The Decisions That Matter Most Before Planning
- Joe Garner MRICS

- May 5
- 2 min read
By the time a scheme reaches committee, many of the most influential decisions have already been settled. Development consultants working at this stage rarely make fundamental changes to a scheme, but those involved earlier can shape outcomes while options remain open.
The real cost drivers of a site are often set early, before they appear on drawings. Access, topography, services, heritage and context can dictate viability if they are treated as assumptions rather than variables. By the time a scheme takes shape, these constraints are no longer flexible, and their cost implications are locked in, whether or not they were fully understood at the outset.
Planning consent can often be mistaken for proof of deliverability. Yet schemes can fully comply with policy and still prove difficult to deliver in practice. Planning parameters such as massing, façade design or sequencing can fundamentally influence how a project is built, how it is procured and how long it takes. If these factors are not challenged early, projects can succeed on paper yet fail in delivery.
Funding appetite is often shaped well before planning consent is secured. Lenders and investors form early views based on perceived risk, viability and clarity of strategy, not planning consent.
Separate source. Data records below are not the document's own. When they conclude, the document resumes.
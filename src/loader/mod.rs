//! Loader for delimited financial tables.
//!
//! Reads a CSV file (or any reader) with a header row into a
//! [`FinancialTable`], trimming column names and parsing dates.

pub mod samples;

pub use samples::{sample_table, SampleDataset};

use crate::error::{ReportError, Result};
use crate::models::{
    FinancialTable, Record, COMPANY, DATE, EXPENSES, MARKET_CAP, NET_INCOME, REVENUE, SECTOR,
};
use chrono::{DateTime, NaiveDate};
use csv::{ReaderBuilder, StringRecord, Trim};
use std::collections::BTreeMap;
use std::fs::File;
use std::io::Read;
use std::path::Path;
use tracing::{debug, info};

const DATE_FORMATS: [&str; 3] = ["%Y-%m-%d", "%Y/%m/%d", "%m/%d/%Y"];

/// Load a table from a CSV file on disk.
pub fn load_path(path: &Path) -> Result<FinancialTable> {
    info!("Loading financial data from {}", path.display());
    let file = File::open(path).map_err(|e| {
        ReportError::data_format(format!("cannot open {}: {}", path.display(), e))
    })?;
    load_reader(file)
}

/// Load a table from any reader producing CSV text.
pub fn load_reader<R: Read>(reader: R) -> Result<FinancialTable> {
    let mut csv_reader = ReaderBuilder::new()
        .has_headers(true)
        .trim(Trim::Headers)
        .from_reader(reader);

    let headers = csv_reader
        .headers()
        .map_err(|e| ReportError::data_format(e.to_string()))?
        .clone();
    let columns: Vec<String> = headers.iter().map(|h| h.trim().to_string()).collect();
    debug!("Columns: {:?}", columns);

    let layout = ColumnLayout::resolve(&columns)?;

    let mut records = Vec::new();
    for (index, row) in csv_reader.records().enumerate() {
        // Header is line 1.
        let line = index + 2;
        let row = row.map_err(|e| ReportError::data_format(format!("line {}: {}", line, e)))?;
        records.push(layout.parse_row(&row, line)?);
    }

    info!("Loaded {} records with {} columns", records.len(), columns.len());
    FinancialTable::new(columns, records)
}

/// Parse a calendar date in one of the accepted layouts.
pub fn parse_date(raw: &str) -> Option<NaiveDate> {
    let raw = raw.trim();
    DATE_FORMATS
        .iter()
        .find_map(|fmt| NaiveDate::parse_from_str(raw, fmt).ok())
        .or_else(|| DateTime::parse_from_rfc3339(raw).ok().map(|dt| dt.date_naive()))
        .or_else(|| {
            chrono::NaiveDateTime::parse_from_str(raw, "%Y-%m-%d %H:%M:%S")
                .ok()
                .map(|dt| dt.date())
        })
}

/// Positions of the known columns within a header row.
struct ColumnLayout {
    company: usize,
    revenue: usize,
    expenses: usize,
    net_income: usize,
    date: Option<usize>,
    sector: Option<usize>,
    market_cap: Option<usize>,
    extra: Vec<(usize, String)>,
}

impl ColumnLayout {
    fn resolve(columns: &[String]) -> Result<Self> {
        let find = |name: &str| columns.iter().position(|c| c == name);
        let require = |name: &str| {
            find(name).ok_or_else(|| ReportError::MissingColumn(name.to_string()))
        };

        let known = [COMPANY, REVENUE, EXPENSES, NET_INCOME, DATE, SECTOR, MARKET_CAP];
        let extra = columns
            .iter()
            .enumerate()
            .filter(|(_, c)| !known.contains(&c.as_str()))
            .map(|(i, c)| (i, c.clone()))
            .collect();

        Ok(Self {
            company: require(COMPANY)?,
            revenue: require(REVENUE)?,
            expenses: require(EXPENSES)?,
            net_income: require(NET_INCOME)?,
            date: find(DATE),
            sector: find(SECTOR),
            market_cap: find(MARKET_CAP),
            extra,
        })
    }

    fn parse_row(&self, row: &StringRecord, line: usize) -> Result<Record> {
        let cell = |idx: usize| row.get(idx).map(str::trim).unwrap_or("");

        let company = cell(self.company);
        if company.is_empty() {
            return Err(ReportError::data_format(format!(
                "line {}: empty {} value",
                line, COMPANY
            )));
        }

        let number = |idx: usize, column: &str| -> Result<f64> {
            let raw = cell(idx);
            let value = raw.parse::<f64>().map_err(|_| {
                ReportError::data_format(format!(
                    "line {}: {} value '{}' is not a number",
                    line, column, raw
                ))
            })?;
            if !value.is_finite() {
                return Err(ReportError::data_format(format!(
                    "line {}: {} value '{}' is not a finite number",
                    line, column, raw
                )));
            }
            Ok(value)
        };

        let date = match self.date.map(cell) {
            Some(raw) if !raw.is_empty() => Some(parse_date(raw).ok_or_else(|| {
                ReportError::data_format(format!("line {}: unparseable Date '{}'", line, raw))
            })?),
            _ => None,
        };

        let market_cap = match self.market_cap {
            Some(idx) if !cell(idx).is_empty() => Some(number(idx, MARKET_CAP)?),
            _ => None,
        };

        let sector = self
            .sector
            .map(cell)
            .filter(|s| !s.is_empty())
            .map(String::from);

        let extra: BTreeMap<String, String> = self
            .extra
            .iter()
            .map(|(idx, name)| (name.clone(), cell(*idx).to_string()))
            .collect();

        Ok(Record {
            company: company.to_string(),
            date,
            revenue: number(self.revenue, REVENUE)?,
            expenses: number(self.expenses, EXPENSES)?,
            net_income: number(self.net_income, NET_INCOME)?,
            sector,
            market_cap,
            extra,
        })
    }
}

#[cfg(test)]
mod tests {
    use super::*;
    use tempfile::TempDir;

    const CSV: &str = "\
 Company , Date ,Revenue,Expenses,Net_Income,Sector,Market_Cap
A,2024-03-31,100,90,10,Tech,1000
B,2024-03-31,200,100,100,,
";

    #[test]
    fn test_load_trims_headers_and_parses() {
        let table = load_reader(CSV.as_bytes()).unwrap();
        assert_eq!(
            table.columns(),
            &["Company", "Date", "Revenue", "Expenses", "Net_Income", "Sector", "Market_Cap"]
        );
        assert_eq!(table.len(), 2);

        let a = &table.records()[0];
        assert_eq!(a.company, "A");
        assert_eq!(a.date, NaiveDate::from_ymd_opt(2024, 3, 31));
        assert_eq!(a.sector.as_deref(), Some("Tech"));
        assert_eq!(a.market_cap, Some(1000.0));

        let b = &table.records()[1];
        assert_eq!(b.sector, None);
        assert_eq!(b.market_cap, None);
    }

    #[test]
    fn test_missing_required_column() {
        let csv = "Company,Revenue,Expenses\nA,1,2\n";
        let err = load_reader(csv.as_bytes()).unwrap_err();
        assert!(matches!(err, ReportError::MissingColumn(ref c) if c == "Net_Income"));
    }

    #[test]
    fn test_bad_date_fails_whole_load() {
        let csv = "Company,Date,Revenue,Expenses,Net_Income\nA,2024-03-31,1,1,0\nB,not-a-date,1,1,0\n";
        let err = load_reader(csv.as_bytes()).unwrap_err();
        match err {
            ReportError::DataFormat(msg) => {
                assert!(msg.contains("line 3"));
                assert!(msg.contains("not-a-date"));
            }
            other => panic!("unexpected error: {other}"),
        }
    }

    #[test]
    fn test_ragged_rows_are_format_errors() {
        let csv = "Company,Revenue,Expenses,Net_Income\nA,1,2\n";
        let err = load_reader(csv.as_bytes()).unwrap_err();
        assert!(matches!(err, ReportError::DataFormat(_)));
    }

    #[test]
    fn test_non_numeric_revenue() {
        let csv = "Company,Revenue,Expenses,Net_Income\nA,lots,2,3\n";
        let err = load_reader(csv.as_bytes()).unwrap_err();
        assert!(err.to_string().contains("'lots'"));
    }

    #[test]
    fn test_non_finite_cells_are_rejected() {
        let csv = "Company,Revenue,Expenses,Net_Income\nA,100,90,10\nB,NaN,100,100\n";
        let err = load_reader(csv.as_bytes()).unwrap_err();
        match err {
            ReportError::DataFormat(msg) => {
                assert!(msg.contains("line 3"));
                assert!(msg.contains("Revenue value 'NaN' is not a finite number"));
            }
            other => panic!("unexpected error: {other}"),
        }

        let csv = "Company,Revenue,Expenses,Net_Income\nC,1,-inf,1\n";
        let err = load_reader(csv.as_bytes()).unwrap_err();
        assert!(err.to_string().contains("Expenses value '-inf'"));

        let csv = "Company,Revenue,Expenses,Net_Income,Market_Cap\nD,1,1,0,inf\n";
        let err = load_reader(csv.as_bytes()).unwrap_err();
        assert!(err.to_string().contains("Market_Cap value 'inf'"));
    }

    #[test]
    fn test_extra_columns_are_kept() {
        let csv = "Company,Revenue,Expenses,Net_Income,Employees\nA,1,2,3,40\n";
        let table = load_reader(csv.as_bytes()).unwrap();
        assert!(table.is_numeric_column("Employees"));
        assert_eq!(table.records()[0].numeric_value("Employees"), Some(40.0));
    }

    #[test]
    fn test_parse_date_formats() {
        let expected = NaiveDate::from_ymd_opt(2024, 3, 31);
        assert_eq!(parse_date("2024-03-31"), expected);
        assert_eq!(parse_date("2024/03/31"), expected);
        assert_eq!(parse_date("03/31/2024"), expected);
        assert_eq!(parse_date("2024-03-31T10:00:00Z"), expected);
        assert_eq!(parse_date("2024-03-31 10:00:00"), expected);
        assert_eq!(parse_date("31st March"), None);
    }

    #[test]
    fn test_load_path() {
        let dir = TempDir::new().unwrap();
        let path = dir.path().join("data.csv");
        std::fs::write(&path, CSV).unwrap();

        let table = load_path(&path).unwrap();
        assert_eq!(table.distinct_companies(), 2);

        let missing = load_path(&dir.path().join("absent.csv")).unwrap_err();
        assert!(matches!(missing, ReportError::DataFormat(_)));
    }

    #[test]
    fn test_load_fixture() {
        let path = Path::new(env!("CARGO_MANIFEST_DIR")).join("fixtures/quarterly_financials.csv");
        let table = load_path(&path).unwrap();

        assert_eq!(table.len(), 9);
        assert_eq!(table.distinct_companies(), 5);
        assert!(table.has_column("Date"));
        assert!(table.is_numeric_column("Employees"));

        let adatum = &table.records()[8];
        assert_eq!(adatum.market_cap, None);
        assert_eq!(adatum.date, NaiveDate::from_ymd_opt(2024, 6, 30));
        assert_eq!(table.records()[6].numeric_value("Employees"), None);
    }
}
Initial assumptions around cost, programme and exit value influence capital availability, pricing and tolerance for change. Once these positions harden, revisiting the fundamentals once established can be difficult.
Taken together, these factors explain why early decisions carry disproportionate weight. Before planning fixes key parameters, opportunity remains to test options, challenge assumptions and align design ambition with commercial reality. As momentum builds, that flexibility diminishes, and the early decisions begin to define outcomes long after they can sensibly be changed.